Endlich noch ein Wort besonderer Anerkennung an den Regulus-Verlag, der mit der geschmackvollen Herausgabe der Kührschen Werke einen opferbereiten Weitblick beweist und dadurch mithilft, die wissenschaftliche Astrologie auf eine breitere Diskussionsbasis zu stellen, zumal das Schlusswort des Verfassers noch weitere Werke von grundlegender Bedeutung in Aussicht stellt. Man kann diesem Buche Kührs nur die weiteste Verbreitung wünschen. Ist es doch eine einzigartige Leistung deutscher Sachlichkeit und Gründlichkeit, der auch das Ausland auf diesem Gebiet nichts annähernd Gleichwertiges gegenüber zu stellen hat.
(Dr. Dierst, Zenit 1935)
Zu dieser alten Kritik möchte ich eine neue ergänzen.
Wenn ich nur die Erlaubnis hätte, ein einziges Astrologiebuch zu lesen, dann wäre die Entscheidung nicht schwer. Ich würde die „Berechnung der Ereigniszeiten“ von E.C. Kühr wählen. Dieses Buch ist die Essenz einer der wichtigsten Entdeckungen, vielleicht der wichtigsten auf astrologischem Gebiet, des 20.Jahrhunderts. Es bringt nicht nur eine ethische und technische Grundhaltung für die Prognose und Metagnose nahe, sondern wirft auf die Horoskopdeutung an sich und den Schicksalsbegriff ein neues Licht.
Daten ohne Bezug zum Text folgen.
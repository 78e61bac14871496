use anyhow::{Context, bail};
use clap::ArgMatches;
use colored::Colorize;
use indicatif::{ProgressBar, ProgressStyle};
use lumen_core::audit::count_by_kind;
use lumen_core::config::DEFAULT_REPORTS_DIR;
use lumen_core::report;
use lumen_core::{Issue, JobStatus, ReportFormat, ScanController, ScanJob, ScanRequest, ScanSettings};
use lumen_server::AppState;
use std::fs;
use std::net::SocketAddr;
use std::path::{Path, PathBuf};
use std::time::Duration;
use tracing::info;
use url::Url;

const SPINNER_REFRESH: Duration = Duration::from_millis(150);

pub fn print_banner() {
    println!();
    println!("{}", "  ╦  ╦ ╦╔╦╗╔═╗╔╗╔".bright_yellow().bold());
    println!("{}", "  ║  ║ ║║║║║╣ ║║║".bright_yellow().bold());
    println!("{}", "  ╩═╝╚═╝╩ ╩╚═╝╝╚╝".bright_yellow().bold());
    println!(
        "  {} {}",
        "accessibility auditor".bright_white(),
        format!("v{}", env!("CARGO_PKG_VERSION")).dimmed()
    );
    println!();
}

// Helper functions for the scan handler

/// Load URLs from either a file or a single URL argument
pub fn load_urls_from_source(
    url: Option<&Url>,
    hosts_file: Option<&PathBuf>,
) -> Result<Vec<String>, String> {
    if let Some(hosts_file_path) = hosts_file {
        load_urls_from_file(hosts_file_path)
    } else if let Some(url) = url {
        Ok(vec![url.as_str().to_string()])
    } else {
        Err("Either --url or --hosts-file must be provided".to_string())
    }
}

/// Load and parse URLs from a file. Blank lines and `#` comments are skipped.
pub fn load_urls_from_file(path: &PathBuf) -> Result<Vec<String>, String> {
    let content = fs::read_to_string(path)
        .map_err(|e| format!("Failed to read hosts file {}: {}", path.display(), e))?;

    let urls: Vec<String> = content
        .lines()
        .map(str::trim)
        .filter(|line| !line.is_empty() && !line.starts_with('#'))
        .filter_map(parse_url_line)
        .collect();

    if urls.is_empty() {
        return Err(format!("No valid URLs found in {}", path.display()));
    }

    Ok(urls)
}

/// Parse a single line as a URL, trying to add https:// if needed
pub fn parse_url_line(line: &str) -> Option<String> {
    let candidate = if line.contains("://") {
        line.to_string()
    } else {
        format!("https://{}", line)
    };

    if Url::parse(&candidate).is_ok() {
        return Some(candidate);
    }

    eprintln!("{} Skipping invalid URL '{}'", "⚠".yellow(), line);
    None
}

/// Builds scan settings from the flags shared by `serve` and `scan`.
pub fn settings_from_args(args: &ArgMatches) -> ScanSettings {
    let timeout = args.get_one::<u64>("timeout").copied().unwrap_or(5);
    let delay = args.get_one::<u64>("delay").copied().unwrap_or(100);
    let reports_dir = args
        .get_one::<String>("reports-dir")
        .map(String::as_str)
        .unwrap_or(DEFAULT_REPORTS_DIR);
    let max_pages = args.try_get_one::<usize>("max-pages").ok().flatten().copied();

    ScanSettings::default()
        .with_fetch_timeout(Duration::from_secs(timeout))
        .with_delay(Duration::from_millis(delay))
        .with_max_pages(max_pages)
        .with_reports_dir(reports_dir)
        .with_structure_checks(args.get_flag("structure"))
}

fn print_divider() {
    println!("{}", "═".repeat(60).bright_blue().bold());
}

fn create_spinner(target: &str) -> ProgressBar {
    let spinner = ProgressBar::new_spinner();
    if let Ok(style) = ProgressStyle::default_spinner().template("{spinner:.cyan} {msg}") {
        spinner.set_style(style);
    }
    spinner.enable_steady_tick(Duration::from_millis(100));
    spinner.set_message(format!("Starting scan of {}", target));
    spinner
}

/// Runs one job to completion, mirroring the latest log line into the
/// spinner. Ctrl-C cancels the job; the pages fetched so far are still
/// audited.
pub async fn scan_target(
    controller: &ScanController,
    request: ScanRequest,
    spinner: &ProgressBar,
) -> anyhow::Result<ScanJob> {
    controller.start(request)?;

    let mut ticker = tokio::time::interval(SPINNER_REFRESH);
    let wait = controller.wait();
    let ctrl_c = tokio::signal::ctrl_c();
    tokio::pin!(wait);
    tokio::pin!(ctrl_c);
    let mut cancelled = false;

    loop {
        tokio::select! {
            _ = &mut wait => break,
            _ = &mut ctrl_c, if !cancelled => {
                cancelled = true;
                spinner.set_message("Cancelling, auditing the pages fetched so far...");
                let _ = controller.cancel();
            }
            _ = ticker.tick() => {
                if let Some(line) = controller.log().snapshot().last() {
                    spinner.set_message(line.trim().to_string());
                }
            }
        }
    }

    controller
        .status()
        .context("Scan finished without a job record")
}

/// Writes the latest result to `output`, or to the reports directory under
/// the timestamped name when no path is given.
pub fn write_scan_report(
    controller: &ScanController,
    format: ReportFormat,
    output: Option<&Path>,
) -> anyhow::Result<PathBuf> {
    match output {
        Some(path) => {
            let issues = controller.result().context("No scan result to write")?;
            let target = controller.last_target().unwrap_or_default();
            let path = PathBuf::from(shellexpand::tilde(&path.to_string_lossy()).into_owned());
            report::write_report(&path, format, &issues, &target)
                .with_context(|| format!("Failed to write report to {}", path.display()))?;
            Ok(path)
        }
        None => Ok(controller.export(format)?.path),
    }
}

pub fn format_summary(job: &ScanJob, issues: &[Issue]) -> String {
    let mut summary = String::new();
    summary.push_str(&format!("{}\n", "═".repeat(60).bright_blue().bold()));
    summary.push_str(&format!("{}\n", "  SUMMARY".bright_white().bold()));
    summary.push_str(&format!(
        "  Target: {}\n",
        job.target.bright_white()
    ));
    summary.push_str(&format!(
        "  Pages scanned: {}\n",
        job.pages_scanned.to_string().cyan()
    ));

    if issues.is_empty() {
        summary.push_str(&format!("  {} No issues found\n", "✓".green().bold()));
        return summary;
    }

    summary.push_str(&format!(
        "  Issues found: {}\n",
        issues.len().to_string().red().bold()
    ));
    for (kind, count) in count_by_kind(issues) {
        summary.push_str(&format!(
            "    {} {:<26} {}\n",
            "•".yellow(),
            kind,
            count.to_string().cyan()
        ));
    }
    summary
}

pub async fn handle_serve(args: &ArgMatches) -> anyhow::Result<()> {
    let bind = args
        .get_one::<SocketAddr>("bind")
        .copied()
        .context("Missing --bind address")?;
    let settings = settings_from_args(args);
    let reports_dir = settings.reports_dir.clone();
    let controller =
        ScanController::from_settings(settings).context("Failed to build HTTP client")?;

    println!(
        "{} Serving on {}",
        "→".blue(),
        format!("http://{}", bind).bright_white()
    );
    println!(
        "{} Reports directory: {}",
        "→".blue(),
        reports_dir.display().to_string().bright_white()
    );

    lumen_server::serve(bind, AppState::new(controller))
        .await
        .with_context(|| format!("Server on {} stopped", bind))
}

pub async fn handle_scan(args: &ArgMatches) -> anyhow::Result<()> {
    let url = args.get_one::<Url>("url");
    let hosts_file = args.get_one::<PathBuf>("hosts-file");
    let urls = load_urls_from_source(url, hosts_file).map_err(anyhow::Error::msg)?;

    let output = args.get_one::<PathBuf>("output");
    if output.is_some() && urls.len() > 1 {
        bail!("--output can only be used with a single target");
    }

    let format = args
        .get_one::<String>("format")
        .and_then(|f| ReportFormat::from_str(f))
        .unwrap_or(ReportFormat::Csv);
    let exclude: Vec<String> = args
        .get_many::<String>("exclude")
        .map(|values| values.cloned().collect())
        .unwrap_or_default();
    let max_depth = args.get_one::<usize>("max-depth").copied().unwrap_or(2);
    let single_page = args.get_flag("single-page");

    let controller = ScanController::from_settings(settings_from_args(args))
        .context("Failed to build HTTP client")?;

    print_divider();
    println!("{}", "  ACCESSIBILITY SCAN".bright_white().bold());
    print_divider();
    println!("Targets: {}", urls.len());
    if single_page {
        println!("Mode: single page");
    } else {
        println!("Max depth: {}", max_depth);
    }
    if !exclude.is_empty() {
        println!("Excluding: {}", exclude.join(", "));
    }
    println!();

    let mut failures = 0;
    for target in &urls {
        let mut request = ScanRequest::new(target.as_str())
            .with_exclude(exclude.clone())
            .with_max_depth(max_depth);
        if single_page {
            request = request.single_page();
        }

        let spinner = create_spinner(target);
        let job = scan_target(&controller, request, &spinner).await;
        spinner.finish_and_clear();

        match job {
            Ok(job) if job.status == JobStatus::Done => {
                let issues = controller.result().unwrap_or_default();
                print!("{}", format_summary(&job, &issues));
                let path = write_scan_report(&controller, format, output.map(PathBuf::as_path))?;
                info!("Report for {} written to {}", target, path.display());
                println!(
                    "  {} Report: {}\n",
                    "✓".green().bold(),
                    path.display().to_string().bright_white()
                );
            }
            Ok(job) => {
                failures += 1;
                eprintln!(
                    "{} Scan of {} failed: {}",
                    "✗".red().bold(),
                    target,
                    job.error.unwrap_or_else(|| "unknown error".to_string())
                );
            }
            Err(e) => {
                failures += 1;
                eprintln!("{} Scan of {} failed: {:#}", "✗".red().bold(), target, e);
            }
        }
    }

    if failures > 0 {
        bail!("{} of {} scans failed", failures, urls.len());
    }
    Ok(())
}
Ich habe einige Direktionssysteme ausprobiert und war zunächst mit dem hier vorliegenden kritisch, weil gerade das Direktionssystem Kührs, wo unter der eigenen Polhöhe nach der schiefen Aufsteigung auf dem Äquator dirigiert wird, kein sehr verbreitetes System ist. Wenn man es versucht mit der Hand zu rechnen, kann eine einzige Direktionsbestimmung schon Stunden dauern. Es gibt die Tabellen (AO-Tabellen und AR-Tabellen von E.C. Kühr), mit deren Hilfe es teilweise schneller geht. Aber ein Grund, warum dieses System nicht sehr verbreitet ist, liegt sicherlich in der allgemeinen Faulheit der Astrologen. Da zählt man lieber Grade auf der Ekliptik ab und peilt über den Daumen. Das allerdings führt zu sehr unrichtigen Bestimmungen, schon weil der Tierkreis eine Projektionsfläche, nicht aber das Feld der primären Bewegung ist.
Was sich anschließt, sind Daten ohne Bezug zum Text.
//! Opt-in document structure checks: ARIA role validity, a single `<h1>`,
//! titled iframes and a declared page language.
//!
//! These run only on engines built with [`RuleEngine::extended`] and report
//! their own issue kinds, so the standard seven checks are unaffected.
//!
//! [`RuleEngine::extended`]: super::RuleEngine::extended

use super::page_title;
use crate::model::{ElementKind, Issue, IssueKind};
use lumen_scanner::Document;

/// Roles accepted by [`check_roles`]: a common subset of WAI-ARIA.
pub const KNOWN_ROLES: [&str; 31] = [
    "alert",
    "banner",
    "button",
    "cell",
    "checkbox",
    "columnheader",
    "complementary",
    "contentinfo",
    "dialog",
    "form",
    "grid",
    "heading",
    "link",
    "listbox",
    "main",
    "menu",
    "menubar",
    "menuitem",
    "navigation",
    "progressbar",
    "radio",
    "region",
    "row",
    "rowheader",
    "search",
    "status",
    "switch",
    "tab",
    "tabpanel",
    "textbox",
    "tooltip",
];

/// Roles that need an accessible name.
const NAMED_ROLES: [&str; 5] = ["button", "link", "textbox", "switch", "checkbox"];

pub fn check_roles(url: &str, document: &Document) -> Vec<Issue> {
    let title = page_title(document);
    let mut issues = Vec::new();

    for element in document.elements_with_attribute("role") {
        let role = element.attribute("role").unwrap_or_default().trim().to_ascii_lowercase();

        if role.is_empty()
            || role
                .split_ascii_whitespace()
                .any(|token| !KNOWN_ROLES.contains(&token))
        {
            issues.push(
                Issue::new(IssueKind::AriaRoleInvalid, ElementKind::Interactive, url, &title)
                    .with_snippet(element.outer_html())
                    .with_description(format!("Unknown or invalid role=\"{}\"", role))
                    .with_extra("role", &role),
            );
            continue;
        }

        let named = ["aria-label", "aria-labelledby"]
            .iter()
            .any(|attr| element.attribute(attr).is_some_and(|v| !v.trim().is_empty()))
            || element.has_visible_text();
        if NAMED_ROLES.contains(&role.as_str()) && !named {
            issues.push(
                Issue::new(IssueKind::AriaRoleUnnamed, ElementKind::Interactive, url, &title)
                    .with_snippet(element.outer_html())
                    .with_description(format!(
                        "role=\"{}\" without text, aria-label or aria-labelledby",
                        role
                    ))
                    .with_extra("role", &role),
            );
        }
    }

    issues
}

/// Missing or repeated `<h1>`, untitled `<iframe>`s, and `<html>` without `lang`.
pub fn check_document_structure(url: &str, document: &Document) -> Vec<Issue> {
    let title = page_title(document);
    let mut issues = Vec::new();

    let h1s: Vec<_> = document.elements_by_tag("h1").collect();
    match h1s.len() {
        0 => issues.push(
            Issue::new(IssueKind::H1Count, ElementKind::Heading, url, &title)
                .with_snippet("<body> without <h1>")
                .with_description("No <h1> element found")
                .with_extra("count", "0"),
        ),
        1 => {}
        count => issues.push(
            Issue::new(IssueKind::H1Count, ElementKind::Heading, url, &title)
                .with_snippet(
                    h1s.iter()
                        .map(|h1| h1.outer_html())
                        .collect::<Vec<_>>()
                        .join("\n"),
                )
                .with_description(format!("{} <h1> elements found; expected one", count))
                .with_extra("count", count.to_string()),
        ),
    }

    for iframe in document.elements_by_tag("iframe") {
        if iframe.attribute("title").is_none_or(|t| t.trim().is_empty()) {
            issues.push(
                Issue::new(IssueKind::IframeTitleMissing, ElementKind::Frame, url, &title)
                    .with_snippet(iframe.outer_html())
                    .with_description(format!(
                        "Iframe without title: {}",
                        iframe.attribute("src").unwrap_or("(no src)")
                    )),
            );
        }
    }

    let lang_missing = document
        .elements_by_tag("html")
        .next()
        .is_none_or(|html| html.attribute("lang").is_none_or(|lang| lang.trim().is_empty()));
    if lang_missing {
        issues.push(
            Issue::new(IssueKind::HtmlLangMissing, ElementKind::Document, url, &title)
                .with_snippet("<html>")
                .with_description("No lang attribute on the <html> element"),
        );
    }

    issues
}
Man kann mit der Methode Kühr nicht mal eben schnell eine Direktion anschauen. Und es kommen oft auch nicht die Direktionen zustande, die man vermutet. Das Verständnis darüber muss sich wandeln. Es ist ein Denken, wie wir es vielleicht bei Jean Baptiste Morin de Villefrache finden, der in seiner Determinationslehre sicherlich ein großes Vorbild Kührs war. Kühr vermittelt in seinem Buch eine strenge Logik von Determination und Beziehung zwischen Ereignissen und Planetengegebenheiten. Das Horoskop muss dazu als dynamische Momentaufnahme einer großen Bewegung, die das Leben und das Schicksal beinhaltet, verstanden werden. Zitat (S. 338):
„Die Determinationen der radikalen Konstellationen sind unveränderbar das ganze Leben hindurch". Erst aus der Richtigkeit dieses Fundamentalsatzes folgt, dass die Radix das gesamte Lebensschicksal des Nativen in sich enthält, und dass keine Direktion, kein Transit, Ingreß, kein Solar-, Lunar- oder sonstiges Hilfshoroskop das radikal festgelegte Geschick verändern, ihm etwas hinzufügen oder abziehen kann. Die Radix bleibt somit die unverrückbare Grundlage jeder aus Direktionen, Transiten, Ingressen, Hilfsfiguren usw. abzuleitenden Deutung.“
Ich kenne zwei Astrologieprogramme, die unter dieser Methode Direktionen berechnen, das eine heißt Hermes und ist nicht mehr auf dem Markt, das andere heißt Astrolab und ist von Bernd Röttger (seine Seite finden Sie hier: Astrolabsysteme-Röttger).
Beide Programme verwechseln Promissor und Signifikator und dirigieren in die falsche Richtung. Rechnerisch bleibt es richtig und lässt sich vielleicht nicht leicht anders darstellen. Nur muss man dann in dieser unrichtigen Darstellung im Kopf die Konstellationen andersherum drehen.
Kühr überträgt das Häusersystem des Placidus auf die Direktionen und bringt so als erster die Anweisungen des Ptolemaeus in eine berechenbare Anwendung.
Meine Skepsis gegenüber dem kührschen System war, dass es vielleicht ein Schreibtischsystem ist, welches in der Praxis nicht so gut funktioniert wie in seinen Beispielen.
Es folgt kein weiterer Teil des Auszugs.